Antes de tudo devo dizer que o nível que fazem ocupar aos apóstolos, com completa falta de lógica, é muito superior ao nosso valor real, pois nunca nos elevamos além da nossa condição de pobres pescadores, se bem que, em verdade, depois da morte do Mestre e uma vez desaparecido o terror que nos havia invadido, nossas forças e nossas aptidões foram multiplicadas a ponto de não parecer já os mesmos homens, porém sempre guardando as lógicas proporções, já que uma quantidade muito pequena pode ser centuplicada, sem chegar a ser muito grande.

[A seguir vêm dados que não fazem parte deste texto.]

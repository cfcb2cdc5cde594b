// print-sheet: grid dimensioning

use crate::cells::{Cell, CellStats};
use crate::error::{LayoutError, Result};
use serde::{Deserialize, Serialize};
use tracing::trace;

/// Largest grid the engine will lay out. Far beyond any physical sheet;
/// keeps the occupancy matrix of a bad request from exhausting memory.
pub const MAX_GRID_SLOTS: usize = 1 << 20;

/// Column and row count of a sheet's layout grid. Both are at least 1 and
/// `cols * rows` is at most [`MAX_GRID_SLOTS`].
#[derive(Debug, Clone, Copy, PartialEq, Eq, Hash, Serialize, Deserialize)]
pub struct GridDimensions {
    pub cols: u32,
    pub rows: u32,
}

impl GridDimensions {
    pub fn new(cols: u32, rows: u32) -> Result<Self> {
        let dims = GridDimensions { cols, rows };
        dims.validate()?;
        Ok(dims)
    }

    pub fn validate(&self) -> Result<()> {
        if self.cols == 0 || self.rows == 0 {
            return Err(LayoutError::invalid(format!(
                "grid must have at least one column and row, got {}x{}",
                self.cols, self.rows
            )));
        }
        match (self.cols as usize).checked_mul(self.rows as usize) {
            Some(slots) if slots <= MAX_GRID_SLOTS => Ok(()),
            _ => Err(LayoutError::invalid(format!(
                "grid of {}x{} exceeds the {} slot limit",
                self.cols, self.rows, MAX_GRID_SLOTS
            ))),
        }
    }

    /// Number of 1x1 slots in the grid.
    pub fn capacity(&self) -> usize {
        self.cols as usize * self.rows as usize
    }
}

/// Manual per-axis override. An unset axis is computed automatically.
#[derive(Debug, Clone, Copy, Default, PartialEq, Eq, Serialize, Deserialize)]
pub struct GridOverride {
    pub cols: Option<u32>,
    pub rows: Option<u32>,
}

impl GridOverride {
    pub fn new(cols: Option<u32>, rows: Option<u32>) -> Self {
        GridOverride { cols, rows }
    }

    pub fn is_empty(&self) -> bool {
        self.cols.is_none() && self.rows.is_none()
    }

    pub fn validate(&self) -> Result<()> {
        if self.cols == Some(0) {
            return Err(LayoutError::invalid("column override must be at least 1"));
        }
        if self.rows == Some(0) {
            return Err(LayoutError::invalid("row override must be at least 1"));
        }
        Ok(())
    }
}

/// Pick the grid size for a list of cells.
///
/// Overrides replace the matching automatic axis unconditionally, even when
/// that leaves fewer slots than cells. The placer then drops the excess.
pub fn dimension_grid(cells: &[Cell], overrides: &GridOverride) -> Result<GridDimensions> {
    dimension_grid_for(&CellStats::from_cells(cells), overrides)
}

/// [`dimension_grid`] from precomputed cell statistics.
pub fn dimension_grid_for(stats: &CellStats, overrides: &GridOverride) -> Result<GridDimensions> {
    overrides.validate()?;
    let auto = auto_dimensions_for(stats);
    let dims = GridDimensions {
        cols: overrides.cols.unwrap_or(auto.cols),
        rows: overrides.rows.unwrap_or(auto.rows),
    };
    trace!(
        auto_cols = auto.cols,
        auto_rows = auto.rows,
        cols = dims.cols,
        rows = dims.rows,
        "dimensioned grid"
    );
    dims.validate()?;
    Ok(dims)
}

/// Automatic dimensions: roughly square, large enough for the widest and
/// tallest span, and with room for every cell.
pub fn auto_dimensions(cells: &[Cell]) -> GridDimensions {
    auto_dimensions_for(&CellStats::from_cells(cells))
}

/// [`auto_dimensions`] from precomputed cell statistics. Not bounded by
/// [`MAX_GRID_SLOTS`]; [`dimension_grid_for`] checks the final grid.
pub fn auto_dimensions_for(stats: &CellStats) -> GridDimensions {
    match stats.count {
        0 => GridDimensions { cols: 1, rows: 1 },
        // With one cell the maxima are that cell's spans
        1 => GridDimensions {
            cols: stats.max_span_cols.max(1),
            rows: stats.max_span_rows.max(1),
        },
        n => {
            let base = ceil_sqrt(n);
            let cols = base.max(stats.max_span_cols);
            let rows = base.max(stats.max_span_rows);
            let (cols, rows) = grow_to_fit(cols, rows, n);
            GridDimensions { cols, rows }
        }
    }
}

/// Grow the smaller axis, columns on ties, until `cols * rows >= n`.
///
/// Starting from a `ceil_sqrt(n)` base this never has to grow; it only
/// matters for callers that start below the base.
fn grow_to_fit(mut cols: u32, mut rows: u32, n: usize) -> (u32, u32) {
    while (cols as usize).saturating_mul(rows as usize) < n {
        if cols <= rows {
            cols = cols.saturating_add(1);
        } else {
            rows = rows.saturating_add(1);
        }
    }
    (cols, rows)
}

/// Smallest `b` with `b * b >= n`, without going through floats.
fn ceil_sqrt(n: usize) -> u32 {
    let mut b = (n as f64).sqrt() as usize;
    while b.saturating_mul(b) < n {
        b += 1;
    }
    while b > 1 && (b - 1) * (b - 1) >= n {
        b -= 1;
    }
    u32::try_from(b.max(1)).unwrap_or(u32::MAX)
}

Quanto a Jesus, que tantos esforços faz em sua história ditada por ele mesmo, para desvirtuar os fatos milagreiros que se lhe atribuem, mais que ninguém foi dotado dos dons medianímico. Disse já que era um ser superior, sob todas as formas, conhecedor profundo dos homens, com tal penetração neles, que seus pensamentos ficavam desnudos ante a ele, como escritos em um livro aberto. Não deveis, portanto duvidar, repito-vos, de que muito do acontecido com o Messias e depois do seu desaparecimento material não passa de fanáticos acréscimos.

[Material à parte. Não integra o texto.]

// print-sheet: layout error type

use thiserror::Error;

/// Errors surfaced by the layout engine.
///
/// The engine is best-effort: spans that do not fit and overrides that are
/// too small are handled by degrading or truncating, never by failing. Only
/// inputs that break the contract are rejected.
#[derive(Error, Debug, Clone, PartialEq, Eq)]
pub enum LayoutError {
    #[error("Invalid input: {0}")]
    InvalidInput(String),
}

impl LayoutError {
    pub(crate) fn invalid(msg: impl Into<String>) -> Self {
        LayoutError::InvalidInput(msg.into())
    }

    /// Prefix the message with where the bad input was found.
    pub(crate) fn context(self, location: impl std::fmt::Display) -> Self {
        match self {
            LayoutError::InvalidInput(msg) => LayoutError::InvalidInput(format!("{}: {}", location, msg)),
        }
    }
}

pub type Result<T> = std::result::Result<T, LayoutError>;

Sua penetração fez-lhe compreender imediatamente o verdadeiro estado social e religioso dos hebreus que não podiam ser separados de seus velhos ritos e fórmulas, sendo indispensável, para obter alguma cousa, abordar as questões religiosas e tradicionais sem opor-se-lhes verdadeiramente, mas tirando partido de toda a passagem ambígua da Bíblia, de toda a aparente contradição e de tudo aquilo que tivesse um significado para o porvir, isto é, de cuja solução ou cumprimento parecesse dever-se esperar por outra época. Por isso, sem dúvida, tinha dito aquilo, de que ele não tinha vindo para derrogar a lei senão para confirmá-la. Se assim não houvesse procedido, as desconfianças teriam aumentado contra ele e mais difícil lhe teria resultado o prestigiar sua pessoa e seus ensinamentos, pois apesar disso e de sua habilidade em servir-se das sagradas Escrituras para inculcar as novas doutrinas, as quais, finalmente, encerravam um espírito por completo contraposto ao verdadeiro Judaísmo, somente transitoriamente logrou o favor das maiorias, equilibrando-se apenas, geralmente, o número dos que o seguiam com o dos que o combatiam. Estes, entretanto, reconhecendo sua superioridade, nunca o enfrentavam, senão que lhe moviam guerras nas sombras e quando se colocavam em sua presença se limitavam a dificultar-lhe sua exposição com interrupções ou procuravam atrapalhá-lo com sofismas e com perguntas capciosas. Porém o Senhor com sua admirável presença de espírito, encontrava sempre e imediatamente a resposta oportuna.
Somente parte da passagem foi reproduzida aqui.